*** Opening of Given information ***
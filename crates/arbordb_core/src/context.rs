//! Per-request execution context.

use crate::security::Principal;
use crate::trigger::ReentrancyGuard;
use arbordb_storage::{DbPath, TransactionId};

/// State owned by one logical thread of control.
///
/// Every request creates its own context and passes it by `&mut` through
/// the pipeline, into hooks and back into nested mutations. A context is
/// never shared between threads, so the guard it carries needs no locking.
#[derive(Debug, Default)]
pub struct ExecutionContext {
    pub(crate) guard: ReentrancyGuard,
    pub(crate) active_transaction: Option<TransactionId>,
    principal: Option<Principal>,
}

impl ExecutionContext {
    /// Creates a context for internal work (no client principal).
    ///
    /// Internal contexts are not subject to advisory lock checks.
    #[must_use]
    pub fn new() -> Self {
        Self::default()
    }

    /// Creates a context for a client-protocol request made by `principal`.
    #[must_use]
    pub fn with_principal(principal: Principal) -> Self {
        Self {
            principal: Some(principal),
            ..Self::default()
        }
    }

    /// Returns the requesting principal, if this is a client request.
    #[must_use]
    pub fn principal(&self) -> Option<&Principal> {
        self.principal.as_ref()
    }

    /// Returns the transaction a trigger run is bound to.
    #[must_use]
    pub const fn active_transaction(&self) -> Option<TransactionId> {
        self.active_transaction
    }

    /// Returns true while a trigger run holds this context.
    #[must_use]
    pub const fn is_trigger_running(&self) -> bool {
        self.guard.is_engaged()
    }

    /// Returns the reentrancy guard.
    #[must_use]
    pub const fn guard(&self) -> &ReentrancyGuard {
        &self.guard
    }

    /// Clears the running marker and the transaction binding.
    pub(crate) fn end_trigger_run(&mut self) {
        self.guard.leave();
        self.active_transaction = None;
    }

    /// Releases a marker parked on `path` whose After phase will not run.
    pub(crate) fn abandon_parked(&mut self, path: &DbPath) {
        if self.guard.abandon(path) {
            self.active_transaction = None;
        }
    }
}
//! Hierarchical collection configuration.
//!
//! Every collection's effective configuration is the union of the
//! configuration documents of all its ancestors, root first. Documents live
//! under the configuration root in a tree mirroring the data hierarchy.

mod cache;
mod document;
mod resolver;

pub use cache::ConfigCache;
pub use document::{
    ConfigDocument, IndexKind, IndexingRule, TriggerDeclaration, TriggerParameter,
    QUERY_TRIGGER_CLASS,
};
pub use resolver::ConfigResolver;

use crate::trigger::{TriggerBinding, TriggerRegistry};
use arbordb_storage::DbPath;

/// The effective configuration of one collection.
#[derive(Debug, Clone, PartialEq, Eq)]
pub struct ResolvedConfig {
    collection: DbPath,
    indexing_rules: Vec<IndexingRule>,
    triggers: TriggerRegistry,
}

impl ResolvedConfig {
    /// Creates a configuration with no rules and no triggers.
    #[must_use]
    pub fn empty(collection: DbPath) -> Self {
        Self {
            collection,
            indexing_rules: Vec::new(),
            triggers: TriggerRegistry::new(),
        }
    }

    /// Appends one ancestor level's declarations.
    pub(crate) fn merge_level(
        &mut self,
        rules: impl IntoIterator<Item = IndexingRule>,
        bindings: impl IntoIterator<Item = TriggerBinding>,
    ) {
        self.indexing_rules.extend(rules);
        self.triggers.extend(bindings);
    }

    /// Returns the collection this configuration applies to.
    #[must_use]
    pub const fn collection(&self) -> &DbPath {
        &self.collection
    }

    /// Returns inherited indexing rules, root first.
    #[must_use]
    pub fn indexing_rules(&self) -> &[IndexingRule] {
        &self.indexing_rules
    }

    /// Returns the trigger registry.
    #[must_use]
    pub const fn triggers(&self) -> &TriggerRegistry {
        &self.triggers
    }

    /// Returns inherited trigger bindings, root first.
    #[must_use]
    pub fn trigger_bindings(&self) -> &[TriggerBinding] {
        self.triggers.bindings()
    }
}
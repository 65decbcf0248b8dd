//! Conversational context
//!
//! A `ContextWindow` keeps recent queries of one conversation and folds the
//! last few into the string that actually gets searched. Windows are owned
//! per session; `SessionRegistry` hands them out by session id.

use parking_lot::Mutex;
use std::collections::{HashMap, VecDeque};
use std::sync::Arc;

use crate::core::error::{RagError, Result};

pub const DEFAULT_TURNS: usize = 3;
pub const DEFAULT_MAX_HISTORY: usize = 50;

#[derive(Debug, Clone)]
pub struct ContextWindow {
    history: VecDeque<String>,
    turns: usize,
    max_history: usize,
}

impl ContextWindow {
    /// `turns` queries feed the effective query; at most `max_history` are kept.
    pub fn new(turns: usize, max_history: usize) -> Self {
        let max_history = max_history.max(1);
        Self {
            history: VecDeque::new(),
            turns: turns.clamp(1, max_history),
            max_history,
        }
    }

    /// Record a query. Empty or whitespace-only input is rejected.
    pub fn append(&mut self, query: &str) -> Result<()> {
        let query = query.trim();
        if query.is_empty() {
            return Err(RagError::required("Query"));
        }

        self.history.push_back(query.to_string());
        while self.history.len() > self.max_history {
            self.history.pop_front();
        }
        Ok(())
    }

    /// The last `turns` queries, oldest first, joined by single spaces.
    pub fn effective_query(&self) -> String {
        let skip = self.history.len().saturating_sub(self.turns);
        self.history
            .iter()
            .skip(skip)
            .map(String::as_str)
            .collect::<Vec<_>>()
            .join(" ")
    }

    pub fn history(&self) -> Vec<String> {
        self.history.iter().cloned().collect()
    }

    pub fn latest(&self) -> Option<&str> {
        self.history.back().map(String::as_str)
    }

    pub fn len(&self) -> usize {
        self.history.len()
    }

    pub fn is_empty(&self) -> bool {
        self.history.is_empty()
    }

    pub fn clear(&mut self) {
        self.history.clear();
    }
}

impl Default for ContextWindow {
    fn default() -> Self {
        Self::new(DEFAULT_TURNS, DEFAULT_MAX_HISTORY)
    }
}

/// Conversation windows keyed by session id
///
/// The map lock is only held to look a window up; each window has its own
/// lock, so searches in different sessions run concurrently.
pub struct SessionRegistry {
    sessions: Mutex<HashMap<String, Arc<Mutex<ContextWindow>>>>,
    turns: usize,
    max_history: usize,
}

impl SessionRegistry {
    pub fn new(turns: usize, max_history: usize) -> Self {
        Self {
            sessions: Mutex::new(HashMap::new()),
            turns,
            max_history,
        }
    }

    /// Window of `session`, created on first use.
    pub fn session(&self, session: &str) -> Arc<Mutex<ContextWindow>> {
        let mut sessions = self.sessions.lock();
        sessions
            .entry(session.to_string())
            .or_insert_with(|| Arc::new(Mutex::new(ContextWindow::new(self.turns, self.max_history))))
            .clone()
    }

    /// Run `f` against the window of `session`, creating it if needed.
    pub fn with_session<T>(&self, session: &str, f: impl FnOnce(&mut ContextWindow) -> T) -> T {
        let window = self.session(session);
        let mut window = window.lock();
        f(&mut *window)
    }

    /// Forget a session. Returns whether it existed.
    pub fn reset(&self, session: &str) -> bool {
        self.sessions.lock().remove(session).is_some()
    }

    pub fn session_count(&self) -> usize {
        self.sessions.lock().len()
    }
}

impl Default for SessionRegistry {
    fn default() -> Self {
        Self::new(DEFAULT_TURNS, DEFAULT_MAX_HISTORY)
    }
}

#[cfg(test)]
mod tests {
    use super::*;

    #[test]
    fn test_effective_query_uses_last_three() {
        let mut window = ContextWindow::default();
        window.append("java developer").unwrap();
        window.append("5 years experience").unwrap();
        window.append("remote").unwrap();
        assert_eq!(
            window.effective_query(),
            "java developer 5 years experience remote"
        );

        window.append("senior").unwrap();
        assert_eq!(window.effective_query(), "5 years experience remote senior");
        assert_eq!(window.len(), 4);
    }

    #[test]
    fn test_short_history() {
        let mut window = ContextWindow::default();
        assert_eq!(window.effective_query(), "");
        window.append("  rust  ").unwrap();
        assert_eq!(window.effective_query(), "rust");
        assert_eq!(window.latest(), Some("rust"));
    }

    #[test]
    fn test_rejects_blank_query() {
        let mut window = ContextWindow::default();
        assert!(window.append("").is_err());
        assert!(window.append(" \t\n").is_err());
        assert!(window.is_empty());
    }

    #[test]
    fn test_history_is_capped() {
        let mut window = ContextWindow::new(3, 5);
        for i in 0..8 {
            window.append(&format!("q{}", i)).unwrap();
        }
        assert_eq!(window.history(), vec!["q3", "q4", "q5", "q6", "q7"]);
        assert_eq!(window.effective_query(), "q5 q6 q7");

        window.clear();
        assert!(window.is_empty());
    }

    #[test]
    fn test_sessions_are_isolated() {
        let registry = SessionRegistry::default();

        registry.with_session("alice", |w| w.append("golang").unwrap());
        registry.with_session("bob", |w| w.append("nurse").unwrap());
        registry.with_session("alice", |w| w.append("remote").unwrap());

        assert_eq!(
            registry.with_session("alice", |w| w.effective_query()),
            "golang remote"
        );
        assert_eq!(registry.with_session("bob", |w| w.effective_query()), "nurse");
        assert_eq!(registry.session_count(), 2);

        assert!(registry.reset("alice"));
        assert!(!registry.reset("alice"));
        assert!(registry.with_session("alice", |w| w.is_empty()));
    }

    #[test]
    fn test_other_sessions_usable_while_one_is_busy() {
        let registry = SessionRegistry::default();

        let nested = registry.with_session("alice", |alice| {
            alice.append("kotlin").unwrap();
            registry.with_session("bob", |bob| {
                bob.append("designer").unwrap();
                bob.effective_query()
            })
        });
        assert_eq!(nested, "designer");

        let held = registry.session("alice");
        let _guard = held.lock();
        assert_eq!(registry.with_session("carol", |w| w.len()), 0);
        assert_eq!(registry.session_count(), 3);
    }
}
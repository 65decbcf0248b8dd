//! Resume MCP Server implementation

use anyhow::Result;
use rmcp::{
    handler::server::{tool::ToolRouter, wrapper::Parameters},
    model::{CallToolResult, Content, ServerCapabilities, ServerInfo},
    tool, tool_handler, tool_router, ErrorData as McpError, ServerHandler, ServiceExt,
};
use schemars::JsonSchema;
use serde::{Deserialize, Serialize};
use std::path::Path;
use std::sync::Arc;
use tracing::info;

use resume_rag::{Config, ErrorKind, RagError, SearchService, SessionRegistry};

/// Upper bound on requested results
const MAX_TOP_K: usize = 100;
const DEFAULT_SESSION: &str = "default";

/// Parameters for resume_upload tool
#[derive(Debug, Deserialize, JsonSchema)]
pub struct UploadParams {
    /// Path to a .pdf or .docx file readable by the server
    #[schemars(description = "Path to a .pdf or .docx resume on the server's filesystem")]
    pub path: String,
}

/// Parameters for tools addressing one resume
#[derive(Debug, Deserialize, JsonSchema)]
pub struct ResumeIdParams {
    #[schemars(description = "Resume id returned by resume_upload or a search")]
    pub id: i64,
}

/// Parameters for resume_search tool
#[derive(Debug, Deserialize, JsonSchema)]
pub struct SearchParams {
    /// Free-text query (e.g., "python backend team lead")
    #[schemars(description = "Free-text search query")]
    pub query: String,
    #[schemars(description = "Maximum number of results (default: 5)")]
    #[serde(default)]
    pub top_k: Option<usize>,
}

/// Parameters for resume_match tool
#[derive(Debug, Deserialize, JsonSchema)]
pub struct MatchParams {
    #[schemars(description = "Job description text to match resumes against")]
    pub jd_text: String,
    #[schemars(description = "Maximum number of results (default: 5)")]
    #[serde(default)]
    pub top_k: Option<usize>,
}

/// Parameters for resume_chat tool
#[derive(Debug, Deserialize, JsonSchema)]
pub struct ChatParams {
    #[schemars(description = "Next message of the conversation")]
    pub query: String,
    #[schemars(description = "Maximum number of results (default: 5)")]
    #[serde(default)]
    pub top_k: Option<usize>,
    #[schemars(description = "Conversation id; history is kept per session (default: \"default\")")]
    #[serde(default)]
    pub session: Option<String>,
}

/// Parameters for resume_chat_reset tool
#[derive(Debug, Deserialize, JsonSchema)]
pub struct ResetParams {
    #[schemars(description = "Conversation id to forget (default: \"default\")")]
    #[serde(default)]
    pub session: Option<String>,
}

#[derive(Debug, Serialize)]
struct SearchResponseJson<'a> {
    query: &'a str,
    results: Vec<resume_rag::SearchHit>,
}

/// Resume MCP Service
#[derive(Clone)]
pub struct ResumeService {
    search: Arc<SearchService>,
    sessions: Arc<SessionRegistry>,
    default_top_k: usize,
    tool_router: ToolRouter<Self>,
}

impl ResumeService {
    pub fn new(search: Arc<SearchService>, config: &Config) -> Self {
        Self {
            search,
            sessions: Arc::new(SessionRegistry::new(config.context_turns, config.max_history)),
            default_top_k: config.top_k,
            tool_router: Self::tool_router(),
        }
    }

    fn top_k(&self, requested: Option<usize>) -> usize {
        clamp_top_k(requested, self.default_top_k)
    }
}

#[tool_router]
impl ResumeService {
    /// Upload a resume file
    #[tool(description = "Extract text from a .pdf or .docx resume, store it and add it to the search index. Returns id, filename, character count and a cleaned preview.")]
    async fn resume_upload(
        &self,
        params: Parameters<UploadParams>,
    ) -> Result<CallToolResult, McpError> {
        let path = Path::new(&params.0.path);
        let bytes = std::fs::read(path).map_err(|e| {
            McpError::invalid_params(format!("Cannot read {}: {}", path.display(), e), None)
        })?;
        let filename = path
            .file_name()
            .and_then(|n| n.to_str())
            .unwrap_or("uploaded_file");

        let summary = self
            .search
            .ingest_file(filename, &bytes)
            .map_err(to_mcp_error)?;

        json_result(&summary)
    }

    /// Get a stored resume
    #[tool(description = "Get the full cleaned text and upload metadata of a resume by id.")]
    async fn resume_get(
        &self,
        params: Parameters<ResumeIdParams>,
    ) -> Result<CallToolResult, McpError> {
        let document = self
            .search
            .get_document(params.0.id)
            .map_err(to_mcp_error)?;

        json_result(&document)
    }

    /// Semantic search over resumes
    #[tool(description = "Search resumes by semantic similarity. Each result has a rank, an L2 distance score (lower is closer), the resume id and filename, and citation sentences from the resume.")]
    async fn resume_search(
        &self,
        params: Parameters<SearchParams>,
    ) -> Result<CallToolResult, McpError> {
        let top_k = self.top_k(params.0.top_k);
        let results = self
            .search
            .search(&params.0.query, top_k)
            .map_err(to_mcp_error)?;

        json_result(&SearchResponseJson {
            query: params.0.query.trim(),
            results,
        })
    }

    /// Match resumes against a job description
    #[tool(description = "Rank resumes against a job description text. Same result shape as resume_search.")]
    async fn resume_match(
        &self,
        params: Parameters<MatchParams>,
    ) -> Result<CallToolResult, McpError> {
        let top_k = self.top_k(params.0.top_k);
        let results = self
            .search
            .match_text(&params.0.jd_text, top_k)
            .map_err(to_mcp_error)?;

        json_result(&serde_json::json!({
            "jd": params.0.jd_text.trim(),
            "results": results,
        }))
    }

    /// Conversational search
    #[tool(description = "Conversational resume search. The server keeps the history of each session and searches the last few messages together. Returns the conversation, the context string that was searched, and the results.")]
    async fn resume_chat(
        &self,
        params: Parameters<ChatParams>,
    ) -> Result<CallToolResult, McpError> {
        let top_k = self.top_k(params.0.top_k);
        let session = session_id(params.0.session.as_deref());

        let response = self
            .sessions
            .with_session(session, |window| {
                self.search
                    .conversational_search(window, &params.0.query, top_k)
            })
            .map_err(to_mcp_error)?;

        json_result(&response)
    }

    /// Reset a chat session
    #[tool(description = "Forget the conversation history of a chat session.")]
    async fn resume_chat_reset(
        &self,
        params: Parameters<ResetParams>,
    ) -> Result<CallToolResult, McpError> {
        let session = session_id(params.0.session.as_deref());
        let existed = self.sessions.reset(session);

        json_result(&serde_json::json!({
            "session": session,
            "reset": existed,
        }))
    }

    /// Delete a resume
    #[tool(description = "Delete a resume by id. It disappears from search results immediately. Returns the number of deleted resumes (0 if the id is unknown).")]
    async fn resume_delete(
        &self,
        params: Parameters<ResumeIdParams>,
    ) -> Result<CallToolResult, McpError> {
        let deleted = self
            .search
            .delete_document(params.0.id)
            .map_err(to_mcp_error)?;

        json_result(&serde_json::json!({ "deleted": deleted }))
    }

    /// Index statistics
    #[tool(description = "Get resume index statistics: indexed and deleted entries, stored documents, embedder and dimension.")]
    async fn resume_index_status(&self) -> Result<CallToolResult, McpError> {
        let stats = self.search.stats().map_err(to_mcp_error)?;
        let documents = self.search.document_count().map_err(to_mcp_error)?;

        json_result(&serde_json::json!({
            "entry_count": stats.entry_count,
            "live_count": stats.live_count,
            "document_count": documents,
            "dimension": stats.dimension,
            "embedder": self.search.embedder_name(),
            "last_added": stats.last_added,
            "active_sessions": self.sessions.session_count(),
        }))
    }
}

#[tool_handler]
impl ServerHandler for ResumeService {
    fn get_info(&self) -> ServerInfo {
        ServerInfo {
            instructions: Some(
                "Resume search MCP Server. Upload resumes, then search or match them against job descriptions; results cite the sentences that matched.".to_string()
            ),
            capabilities: ServerCapabilities::builder().enable_tools().build(),
            ..Default::default()
        }
    }
}

/// Default when absent, capped at `MAX_TOP_K`. Zero yields no results.
fn clamp_top_k(requested: Option<usize>, default: usize) -> usize {
    requested.unwrap_or(default).min(MAX_TOP_K)
}

fn session_id(session: Option<&str>) -> &str {
    match session.map(str::trim) {
        Some(s) if !s.is_empty() => s,
        _ => DEFAULT_SESSION,
    }
}

fn to_mcp_error(e: RagError) -> McpError {
    match e.kind() {
        ErrorKind::Validation | ErrorKind::Extraction | ErrorKind::NotFound => {
            McpError::invalid_params(e.to_string(), None)
        }
        ErrorKind::Persistence => McpError::internal_error(e.to_string(), None),
    }
}

fn json_result<T: Serialize>(value: &T) -> Result<CallToolResult, McpError> {
    let output = serde_json::to_string_pretty(value).map_err(|e| {
        McpError::internal_error(format!("JSON serialization failed: {}", e), None)
    })?;
    Ok(CallToolResult::success(vec![Content::text(output)]))
}

/// Run the MCP server
pub async fn run_mcp_server(search: SearchService, config: &Config) -> Result<()> {
    use tokio::io::{stdin, stdout};

    info!(data_dir = %config.data_dir.display(), "Starting MCP server");
    let search = Arc::new(search);
    let service = ResumeService::new(Arc::clone(&search), config);
    let transport = (stdin(), stdout());
    let server = service.serve(transport).await?;
    server.waiting().await?;

    search.flush()?;
    info!("MCP server stopped, index flushed");

    Ok(())
}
*** Close of Given information ***
Your reply must be one number: the count of lines in the records above that contain the string "documents".

- **Answer to the exercise**:
4